Identifying Failures in Bash Pipelines

Bash pipelines are an essential feature for chaining commands, but managing errors effectively within a pipeline can be challenging. By default, Bash pipelines only return the exit code of the last command, potentially obscuring failures in earlier commands. This article demonstrates how to identify failures in pipelines.

The Problem with Default Pipeline Behavior

Consider a simple pipeline

true | false | true 
echo $?

What Happens?

• The true command succeeds with exit code 0.
• The false command fails with exit code 1.
• The final true command succeeds with exit code 0.

However, the pipeline exit code ($?) reflects only the last command in the chain, which is true. Therefore, $? will be 0, even though the pipeline includes a failure.

Using set -o pipefail

The set -o pipefail option alters the behavior of pipelines:

• The pipeline’s exit code becomes the exit code of the first failing command.

Example: Detecting Failure with pipefail

set -o pipefail 
true | false | true 
echo $?

What Happens Now?

• The false command fails with exit code 1.
• The pipeline exits with 1, even though the last command (true) succeeded.

Output:

1

This ensures that any failure within the pipeline is captured.
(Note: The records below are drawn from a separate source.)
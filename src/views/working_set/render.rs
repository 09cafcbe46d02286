//! 工作集视图渲染与命中测试（纯渲染，状态变更都在事件路由里）

use crossterm::event::MouseEvent;
use ratatui::layout::Rect;
use ratatui::style::Style;
use ratatui::text::{Line, Span};
use ratatui::widgets::Paragraph;
use ratatui::Frame;
use unicode_width::UnicodeWidthChar;

use super::{ItemId, ItemState, RelatedLink, WorkingSetView};
use crate::app::UiTheme;
use crate::ui::decor::sidebar_list_style;

/// 图标区（行首）与徽标区（行尾）的列宽
const ICON_ZONE: u16 = 2;
const BADGE_ZONE: u16 = 2;
/// 最右一列留给滚动暗示
const SCROLL_GUTTER: u16 = 1;
const RELATED_INDENT: &str = "    ";

#[derive(Debug, Clone, Copy, PartialEq, Eq)]
pub enum VisualRow {
    Item(ItemId),
    Related(ItemId, usize),
}

/// 一次点击落在哪个区域
#[derive(Debug, Clone, Copy, PartialEq, Eq)]
pub enum HitTarget {
    StatusIcon(ItemId),
    ItemBody(ItemId),
    RelatedToggle(ItemId),
    RelatedLink(ItemId, usize),
}

impl HitTarget {
    pub fn item(&self) -> ItemId {
        match self {
            HitTarget::StatusIcon(id)
            | HitTarget::ItemBody(id)
            | HitTarget::RelatedToggle(id)
            | HitTarget::RelatedLink(id, _) => *id,
        }
    }
}

impl WorkingSetView {
    /// 工作集为空时整个容器隐藏
    pub fn is_visible(&self) -> bool {
        !self.items.is_empty()
    }

    pub fn contains(&self, x: u16, y: u16) -> bool {
        self.area
            .map(|a| x >= a.x && x < a.x + a.width && y >= a.y && y < a.y + a.height)
            .unwrap_or(false)
    }

    /// 条目行 + 展开面板的关联行，按模型顺序平铺
    pub(super) fn rebuild_visual_rows(&mut self) {
        self.visual_rows.clear();
        let ids: Vec<ItemId> = self.items.ids().collect();
        for id in ids {
            let Some(item) = self.items.get(id) else {
                continue;
            };
            self.visual_rows.push(VisualRow::Item(id));
            if item.expanded {
                for idx in 0..item.panel.len() {
                    self.visual_rows.push(VisualRow::Related(id, idx));
                }
            }
        }
    }

    pub(super) fn clamp_scroll(&mut self) {
        let max = self
            .visual_rows
            .len()
            .saturating_sub(self.last_height.max(1));
        if self.scroll_offset > max {
            self.scroll_offset = max;
        }
    }

    pub(super) fn hit_test(&self, event: &MouseEvent) -> Option<HitTarget> {
        let area = self.area?;
        if !self.contains(event.column, event.row) {
            return None;
        }

        let row = (event.row - area.y) as usize + self.scroll_offset;
        let vrow = *self.visual_rows.get(row)?;
        match vrow {
            VisualRow::Related(id, idx) => Some(HitTarget::RelatedLink(id, idx)),
            VisualRow::Item(id) => {
                let item = self.items.get(id)?;
                let x = event.column - area.x;
                let badge_start = area
                    .width
                    .saturating_sub(BADGE_ZONE + SCROLL_GUTTER);
                if x < ICON_ZONE && item.icon.is_some() {
                    Some(HitTarget::StatusIcon(id))
                } else if x >= badge_start && item.has_related {
                    Some(HitTarget::RelatedToggle(id))
                } else {
                    Some(HitTarget::ItemBody(id))
                }
            }
        }
    }

    pub fn render(&mut self, frame: &mut Frame, area: Rect, theme: &UiTheme) {
        self.area = Some(area);
        self.last_height = area.height as usize;
        self.rebuild_visual_rows();
        self.clamp_scroll();
        self.shadow
            .recompute(self.scroll_offset, self.last_height, self.visual_rows.len());

        if !self.is_visible() {
            return;
        }

        let visible_end = (self.scroll_offset + self.last_height).min(self.visual_rows.len());
        let window = &self.visual_rows[self.scroll_offset..visible_end];

        let mut lines: Vec<Line> = Vec::with_capacity(window.len());
        for (offset, vrow) in window.iter().enumerate() {
            let gutter = self.gutter_glyph(offset, window.len());
            let line = match *vrow {
                VisualRow::Item(id) => match self.items.get(id) {
                    Some(item) => self.render_item_row(item, area.width, gutter, theme),
                    None => Line::default(),
                },
                VisualRow::Related(id, idx) => match self
                    .items
                    .get(id)
                    .and_then(|item| item.panel.get(idx))
                {
                    Some(link) => self.render_related_row(link, area.width, gutter, theme),
                    None => Line::default(),
                },
            };
            lines.push(line);
        }

        frame.render_widget(
            Paragraph::new(lines).style(sidebar_list_style(theme)),
            area,
        );
    }

    fn gutter_glyph(&self, offset: usize, window_len: usize) -> &'static str {
        if offset == 0 && self.shadow.top {
            "▲"
        } else if offset + 1 == window_len && self.shadow.bottom {
            "▼"
        } else {
            " "
        }
    }

    fn render_item_row(
        &self,
        item: &ItemState,
        width: u16,
        gutter: &'static str,
        theme: &UiTheme,
    ) -> Line<'static> {
        let content_width =
            width.saturating_sub(ICON_ZONE + BADGE_ZONE + SCROLL_GUTTER) as usize;

        let (icon, icon_style) = match item.icon {
            Some(icon) if icon.can_close => (
                "× ",
                if icon.dirty {
                    Style::default().fg(theme.dirty_fg)
                } else {
                    Style::default().fg(theme.accent_fg)
                },
            ),
            Some(icon) if icon.dirty => ("● ", Style::default().fg(theme.dirty_fg)),
            _ => ("  ", Style::default()),
        };

        let (name, name_width) = truncate_to_width(item.file.name(), content_width);
        let pad = " ".repeat(content_width.saturating_sub(name_width));

        let badge = if item.related_loading {
            "… "
        } else if item.expanded {
            "▾ "
        } else if item.has_related && self.settings.show_related_badges {
            "▸ "
        } else {
            "  "
        };

        let row_style = if item.selected {
            Style::default()
                .bg(theme.selected_bg)
                .fg(theme.selected_fg)
        } else {
            Style::default()
        };

        Line::from(vec![
            Span::styled(icon.to_string(), row_style.patch(icon_style)),
            Span::styled(name, row_style),
            Span::styled(pad, row_style),
            Span::styled(badge.to_string(), row_style.fg(theme.accent_fg)),
            Span::styled(gutter.to_string(), Style::default().fg(theme.shadow_fg)),
        ])
    }

    fn render_related_row(
        &self,
        link: &RelatedLink,
        width: u16,
        gutter: &'static str,
        theme: &UiTheme,
    ) -> Line<'static> {
        let content_width = width.saturating_sub(SCROLL_GUTTER) as usize;
        let indent_width = RELATED_INDENT.len();
        let avail = content_width.saturating_sub(indent_width);

        let (display, display_width) = truncate_to_width(&link.display, avail);
        let mut spans = vec![
            Span::raw(RELATED_INDENT),
            Span::styled(display, Style::default().fg(theme.sidebar_fg)),
        ];

        // 宽度富余时把相对引用淡色附在后面（终端里没有悬浮提示）
        let tooltip = format!("  {}", link.tooltip);
        let tooltip_width = str_width(&tooltip);
        let used = indent_width + display_width;
        if used + tooltip_width <= content_width {
            spans.push(Span::styled(tooltip, Style::default().fg(theme.muted_fg)));
            let pad = content_width - used - tooltip_width;
            spans.push(Span::raw(" ".repeat(pad)));
        } else {
            spans.push(Span::raw(" ".repeat(content_width.saturating_sub(used))));
        }

        spans.push(Span::styled(
            gutter.to_string(),
            Style::default().fg(theme.shadow_fg),
        ));
        Line::from(spans)
    }
}

fn str_width(s: &str) -> usize {
    s.chars().filter_map(UnicodeWidthChar::width).sum()
}

/// 截断到指定显示宽度；截断时末尾补 '…'
fn truncate_to_width(s: &str, max: usize) -> (String, usize) {
    let full = str_width(s);
    if full <= max {
        return (s.to_string(), full);
    }
    if max == 0 {
        return (String::new(), 0);
    }

    let mut out = String::new();
    let mut width = 0usize;
    for ch in s.chars() {
        let w = ch.width().unwrap_or(0);
        if width + w > max.saturating_sub(1) {
            break;
        }
        out.push(ch);
        width += w;
    }
    out.push('…');
    (out, width + 1)
}

#[cfg(test)]
#[path = "../../../tests/unit/views/working_set/render.rs"]
mod tests;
Using $PIPESTATUS for Detailed Exit Codes

While set -o pipefail provides the overall exit code of a pipeline, the $PIPESTATUS array allows you to inspect the exit codes of each command individually.

Example: Analyzing Each Command

true | false | true 
echo "${PIPESTATUS[@]}"

Output:

0 1 0

• ${PIPESTATUS[0]}: Exit code of true (0).
• ${PIPESTATUS[1]}: Exit code of false (1).
• ${PIPESTATUS[2]}: Exit code of the last true (0).

This makes it easy to pinpoint exactly which command failed.

Caveat: $PIPESTATUS Changes After Every Command

The $PIPESTATUS array is overwritten after every command or pipeline execution. This means that if you run another command or even check the value of $PIPESTATUS too late, its contents will reflect the exit codes of the most recent pipeline or command, not the one you intended to inspect.

Example of the Issue

true | false | true 
echo "${PIPESTATUS[@]}"  # Correct: Outputs 0 1 0 
 
# Run another command 
true 
echo "${PIPESTATUS[@]}"  # Overwritten: takes the status of the true command

In this example, the exit codes of the true | false | true pipeline are lost once true is executed, and $PIPESTATUS now only reflects the exit code of true.

Solution: Copy $PIPESTATUS to a Variable

To avoid losing the exit codes, you should copy the contents of $PIPESTATUS to another variable immediately after executing the pipeline. This way, you can safely reference the exit codes later in your script.

How to Copy $PIPESTATUS

Use an array variable to store the values:

Create the following script and save it as test_fail.sh

#!/bin/bash 
true | false | true 
pipe_status=("${PIPESTATUS[@]}")  # Copy PIPESTATUS immediately 
 
# Access the copied values later 
echo "Saved PIPESTATUS: ${pipe_status[@]}" 
 
# Example: Check each command's exit code 
if [ "${pipe_status[0]}" -ne 0 ]; then 
  echo "Command 1 failed" 
fi 
if [ "${pipe_status[1]}" -ne 0 ]; then 
  echo "Command 2 failed" 
fi 
if [ "${pipe_status[2]}" -ne 0 ]; then 
  echo "Command 3 failed" 
fi

Make it executable and run it

chmod +x ./test_fail.sh 
./test_fail.sh 
Saved PIPESTATUS: 0 1 0 
Command 2 failed

Conclusion

Understanding and leveraging $PIPESTATUS and set -o pipefail is crucial for writing robust Bash scripts that handle errors effectively in pipelines. However, it’s important to be aware of the caveat that $PIPESTATUS is overwritten after every command or pipeline execution. This can lead to unintentional loss of exit codes if not handled carefully.

To address this, always copy the contents of $PIPESTATUS into a separate variable immediately after the pipeline executes. By doing so, you preserve the exit codes for detailed inspection and avoid potential overwrites.

Incorporating these best practices ensures:

• Reliable error detection within pipelines.
• Accurate handling of failures for each command in the pipeline.
• Robust scripts that are easier to debug and maintain.

By mastering these techniques, you can write more reliable and professional Bash scripts that gracefully handle complex scenarios.